Retinal Pigment Epithelial Cell Cultures as a Tool for Evaluating Retinal Toxicity In Vitro
Hanna Tähti, Hanna Mäenpää, Lotta Salminen and Tarja Toimela
This article reviews in vitro testing of retinal toxicity in retinal pigment epithelium (RPE) cell cultures. It is based on the literature on RPE cell cultures and on our recent studies on the retinal toxicity of selected amphiphilic drugs. The RPE plays a major role in maintaining the homeostasis and health of the retina. Various pharmacological agents are known to cause adverse effects in RPE cells.

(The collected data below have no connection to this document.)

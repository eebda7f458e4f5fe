//! # Object Catalog
//!
//! The catalog is the in-memory form of a file's object hierarchy. Every
//! object is keyed by its absolute path, so the tree is implied by path
//! prefixes:
//!
//! ```text
//! "/"                      Group
//! "/group"                 Group
//! "/group/dataset"         Dataset(DatasetRecord)   + attribute "attr"
//! "/group/type"            Datatype(Datatype)
//! ```
//!
//! A `BTreeMap` keeps siblings adjacent and makes "everything under /group"
//! a single range scan, which is what `unlink` needs to remove a subtree.
//!
//! ## Name Resolution
//!
//! Names are `/`-separated. A name starting with `/` is absolute; anything
//! else is resolved against the location's own path. Empty components are
//! ignored, `.` and `..` are rejected.

use std::collections::BTreeMap;
use std::ops::Bound;

use eyre::Result;

use crate::dataset::dataspace::{checked_byte_len, transfer_len};
use crate::dataset::{DatasetRecord, Dataspace, Datatype};
use crate::encoding::{MetaReader, MetaWriter};
use crate::error::H5Error;

pub const ROOT: &str = "/";

#[derive(Debug, Clone, PartialEq, Eq)]
pub struct AttributeRecord {
    datatype: Datatype,
    space: Dataspace,
    value: Vec<u8>,
}

impl AttributeRecord {
    /// A zero-filled attribute of the given shape.
    pub fn new(datatype: Datatype, space: Dataspace) -> Result<Self> {
        datatype.validate()?;
        let len = transfer_len(space.dims(), datatype.size())?;
        Ok(Self {
            datatype,
            space,
            value: vec![0u8; len],
        })
    }

    pub fn datatype(&self) -> &Datatype {
        &self.datatype
    }

    pub fn dataspace(&self) -> &Dataspace {
        &self.space
    }

    pub fn value(&self) -> &[u8] {
        &self.value
    }

    pub fn set_value(&mut self, value: &[u8]) -> Result<()> {
        if value.len() != self.value.len() {
            return Err(H5Error::BufferSizeMismatch {
                expected: self.value.len(),
                actual: value.len(),
            }
            .into());
        }
        self.value.copy_from_slice(value);
        Ok(())
    }
}

#[derive(Debug, Clone, PartialEq, Eq)]
pub enum ObjectBody {
    Group,
    Dataset(DatasetRecord),
    Datatype(Datatype),
}

impl ObjectBody {
    fn tag(&self) -> u8 {
        match self {
            ObjectBody::Group => 0,
            ObjectBody::Dataset(_) => 1,
            ObjectBody::Datatype(_) => 2,
        }
    }

    pub fn kind_name(&self) -> &'static str {
        match self {
            ObjectBody::Group => "group",
            ObjectBody::Dataset(_) => "dataset",
            ObjectBody::Datatype(_) => "datatype",
        }
    }
}

#[derive(Debug, Clone, PartialEq, Eq)]
pub struct ObjectRecord {
    body: ObjectBody,
    attributes: BTreeMap<String, AttributeRecord>,
}

impl ObjectRecord {
    pub fn new(body: ObjectBody) -> Self {
        Self {
            body,
            attributes: BTreeMap::new(),
        }
    }

    pub fn body(&self) -> &ObjectBody {
        &self.body
    }

    pub fn body_mut(&mut self) -> &mut ObjectBody {
        &mut self.body
    }

    pub fn is_group(&self) -> bool {
        matches!(self.body, ObjectBody::Group)
    }

    pub fn attribute(&self, name: &str) -> Result<&AttributeRecord> {
        self.attributes
            .get(name)
            .ok_or_else(|| H5Error::NotFound(format!("attribute '{}'", name)).into())
    }

    pub fn attribute_mut(&mut self, name: &str) -> Result<&mut AttributeRecord> {
        self.attributes
            .get_mut(name)
            .ok_or_else(|| H5Error::NotFound(format!("attribute '{}'", name)).into())
    }

    pub fn add_attribute(&mut self, name: &str, attr: AttributeRecord) -> Result<()> {
        if name.is_empty() || name.contains('/') {
            return Err(H5Error::InvalidArgument(format!("bad attribute name '{}'", name)).into());
        }
        if self.attributes.contains_key(name) {
            return Err(H5Error::AlreadyExists(format!("attribute '{}'", name)).into());
        }
        self.attributes.insert(name.to_string(), attr);
        Ok(())
    }

    pub fn attribute_names(&self) -> impl Iterator<Item = &str> {
        self.attributes.keys().map(String::as_str)
    }

    fn encode(&self, w: &mut MetaWriter) {
        w.put_u8(self.body.tag());
        match &self.body {
            ObjectBody::Group => {}
            ObjectBody::Dataset(rec) => rec.encode(w),
            ObjectBody::Datatype(dt) => dt.encode(w),
        }
        w.put_u32(self.attributes.len() as u32);
        for (name, attr) in &self.attributes {
            w.put_str(name);
            attr.datatype.encode(w);
            attr.space.encode(w);
            w.put_bytes(&attr.value);
        }
    }

    fn decode(r: &mut MetaReader<'_>) -> Result<Self> {
        let body = match r.u8("object tag")? {
            0 => ObjectBody::Group,
            1 => ObjectBody::Dataset(DatasetRecord::decode(r)?),
            2 => ObjectBody::Datatype(Datatype::decode(r)?),
            other => return Err(H5Error::Corrupt(format!("unknown object tag {}", other)).into()),
        };
        let mut record = Self::new(body);
        let n = r.count("attribute table", 4)?;
        for _ in 0..n {
            let name = r.str("attribute name")?;
            let datatype = Datatype::decode(r)?;
            let space = Dataspace::decode(r)?;
            let value = r.bytes("attribute value")?.to_vec();
            let expected = checked_byte_len(space.dims(), datatype.size());
            if expected != Some(value.len() as u64) {
                return Err(H5Error::Corrupt(format!(
                    "attribute '{}' holds {} bytes, expected {:?}",
                    name,
                    value.len(),
                    expected
                ))
                .into());
            }
            record.attributes.insert(
                name,
                AttributeRecord {
                    datatype,
                    space,
                    value,
                },
            );
        }
        Ok(record)
    }
}

#[derive(Debug, Clone, PartialEq, Eq)]
pub struct Catalog {
    objects: BTreeMap<String, ObjectRecord>,
}

impl Default for Catalog {
    fn default() -> Self {
        let mut objects = BTreeMap::new();
        objects.insert(ROOT.to_string(), ObjectRecord::new(ObjectBody::Group));
        Self { objects }
    }
}

/// Resolves `name` against the location path `base` into a normalized
/// absolute path.
pub fn resolve_path(base: &str, name: &str) -> Result<String> {
    if name.is_empty() {
        return Err(H5Error::InvalidArgument("empty object name".to_string()).into());
    }
    let start = if name.starts_with('/') { "" } else { base };
    let mut parts: Vec<&str> = Vec::new();
    for part in start.split('/').chain(name.split('/')) {
        match part {
            "" => {}
            "." | ".." => {
                return Err(H5Error::InvalidArgument(format!(
                    "'{}' components are not supported in '{}'",
                    part, name
                ))
                .into());
            }
            p => parts.push(p),
        }
    }
    if parts.is_empty() {
        return Ok(ROOT.to_string());
    }
    let mut out = String::new();
    for p in parts {
        out.push('/');
        out.push_str(p);
    }
    Ok(out)
}

pub fn parent_path(path: &str) -> &str {
    match path.rfind('/') {
        Some(0) | None => ROOT,
        Some(i) => &path[..i],
    }
}

/// True when `path` is `root` itself or lies below it.
pub fn is_within(path: &str, root: &str) -> bool {
    if root == ROOT {
        return true;
    }
    path == root
        || (path.len() > root.len() && path.starts_with(root) && path.as_bytes()[root.len()] == b'/')
}

impl Catalog {
    pub fn new() -> Self {
        Self::default()
    }

    pub fn len(&self) -> usize {
        self.objects.len()
    }

    pub fn is_empty(&self) -> bool {
        self.objects.is_empty()
    }

    pub fn contains(&self, path: &str) -> bool {
        self.objects.contains_key(path)
    }

    pub fn get(&self, path: &str) -> Result<&ObjectRecord> {
        self.objects
            .get(path)
            .ok_or_else(|| H5Error::NotFound(path.to_string()).into())
    }

    pub fn get_mut(&mut self, path: &str) -> Result<&mut ObjectRecord> {
        self.objects
            .get_mut(path)
            .ok_or_else(|| H5Error::NotFound(path.to_string()).into())
    }

    pub fn dataset(&self, path: &str) -> Result<&DatasetRecord> {
        match self.get(path)?.body() {
            ObjectBody::Dataset(rec) => Ok(rec),
            other => Err(H5Error::InvalidArgument(format!(
                "'{}' is a {}, not a dataset",
                path,
                other.kind_name()
            ))
            .into()),
        }
    }

    pub fn dataset_mut(&mut self, path: &str) -> Result<&mut DatasetRecord> {
        match self.get_mut(path)?.body_mut() {
            ObjectBody::Dataset(rec) => Ok(rec),
            other => Err(H5Error::InvalidArgument(format!(
                "'{}' is a {}, not a dataset",
                path,
                other.kind_name()
            ))
            .into()),
        }
    }

    pub fn datatype(&self, path: &str) -> Result<&Datatype> {
        match self.get(path)?.body() {
            ObjectBody::Datatype(dt) => Ok(dt),
            other => Err(H5Error::InvalidArgument(format!(
                "'{}' is a {}, not a named datatype",
                path,
                other.kind_name()
            ))
            .into()),
        }
    }

    pub fn require_group(&self, path: &str) -> Result<()> {
        let rec = self.get(path)?;
        if !rec.is_group() {
            return Err(H5Error::InvalidArgument(format!(
                "'{}' is a {}, not a group",
                path,
                rec.body().kind_name()
            ))
            .into());
        }
        Ok(())
    }

    /// Inserts a new object. The parent must be an existing group.
    pub fn insert(&mut self, path: &str, record: ObjectRecord) -> Result<()> {
        if self.objects.contains_key(path) {
            return Err(H5Error::AlreadyExists(path.to_string()).into());
        }
        self.require_group(parent_path(path))?;
        self.objects.insert(path.to_string(), record);
        Ok(())
    }

    /// Removes `path` and everything below it, returning the removed records
    /// so their storage can be released.
    pub fn unlink(&mut self, path: &str) -> Result<Vec<(String, ObjectRecord)>> {
        if path == ROOT {
            return Err(H5Error::InvalidArgument("cannot unlink the root group".to_string()).into());
        }
        if !self.objects.contains_key(path) {
            return Err(H5Error::NotFound(path.to_string()).into());
        }
        let doomed: Vec<String> = self.paths_within(path).map(str::to_string).collect();
        let mut removed = Vec::with_capacity(doomed.len());
        for p in doomed {
            if let Some(rec) = self.objects.remove(&p) {
                removed.push((p, rec));
            }
        }
        Ok(removed)
    }

    /// Paths equal to or below `root`, in key order.
    pub fn paths_within<'a>(&'a self, root: &'a str) -> impl Iterator<Item = &'a str> + 'a {
        self.objects
            .range::<str, _>((Bound::Included(root), Bound::Unbounded))
            .map(|(p, _)| p.as_str())
            .take_while(move |p| p.starts_with(root))
            .filter(move |p| is_within(p, root))
    }

    pub fn iter(&self) -> impl Iterator<Item = (&str, &ObjectRecord)> {
        self.objects.iter().map(|(p, r)| (p.as_str(), r))
    }

    pub fn datasets(&self) -> impl Iterator<Item = (&str, &DatasetRecord)> {
        self.objects.iter().filter_map(|(p, r)| match r.body() {
            ObjectBody::Dataset(rec) => Some((p.as_str(), rec)),
            _ => None,
        })
    }

    pub fn encode(&self, w: &mut MetaWriter) {
        w.put_u32(self.objects.len() as u32);
        for (path, rec) in &self.objects {
            w.put_str(path);
            rec.encode(w);
        }
    }

    pub fn decode(r: &mut MetaReader<'_>) -> Result<Self> {
        let n = r.count("object table", 5)?;
        let mut objects = BTreeMap::new();
        for _ in 0..n {
            let path = r.str("object path")?;
            let rec = ObjectRecord::decode(r)?;
            if objects.insert(path.clone(), rec).is_some() {
                return Err(H5Error::Corrupt(format!("duplicate object path '{}'", path)).into());
            }
        }
        if !objects.get(ROOT).is_some_and(ObjectRecord::is_group) {
            return Err(H5Error::Corrupt("catalog has no root group".to_string()).into());
        }
        Ok(Self { objects })
    }
}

For example, long-term treatment with chloroquine in patients with rheumatoid arthritis has induced retinopathy, and tamoxifen, a drug that is commonly used in the treatment of advanced breast cancer and in the prevention of breast cancer among high-risk women, has been reported to cause retinal changes and impaired vision. During our research, we have developed novel in vitro methods for evaluating the retinal toxicity of xenobiotics. We have used a pig RPE primary culture and a human RPE cell line (D407), which retain epithelial cell characteristics. They form a layer of hexagonal cells with intercellular junctions, and possess a keratin-containing cytoskeleton. They are both good models for determining the retinal cell toxicity of test compounds. Further studies on phagocytic activity, lysosomal enzyme activity and glutamate uptake might generate new methods for the toxicological evaluation of the retinal side-effects of drugs in vitro.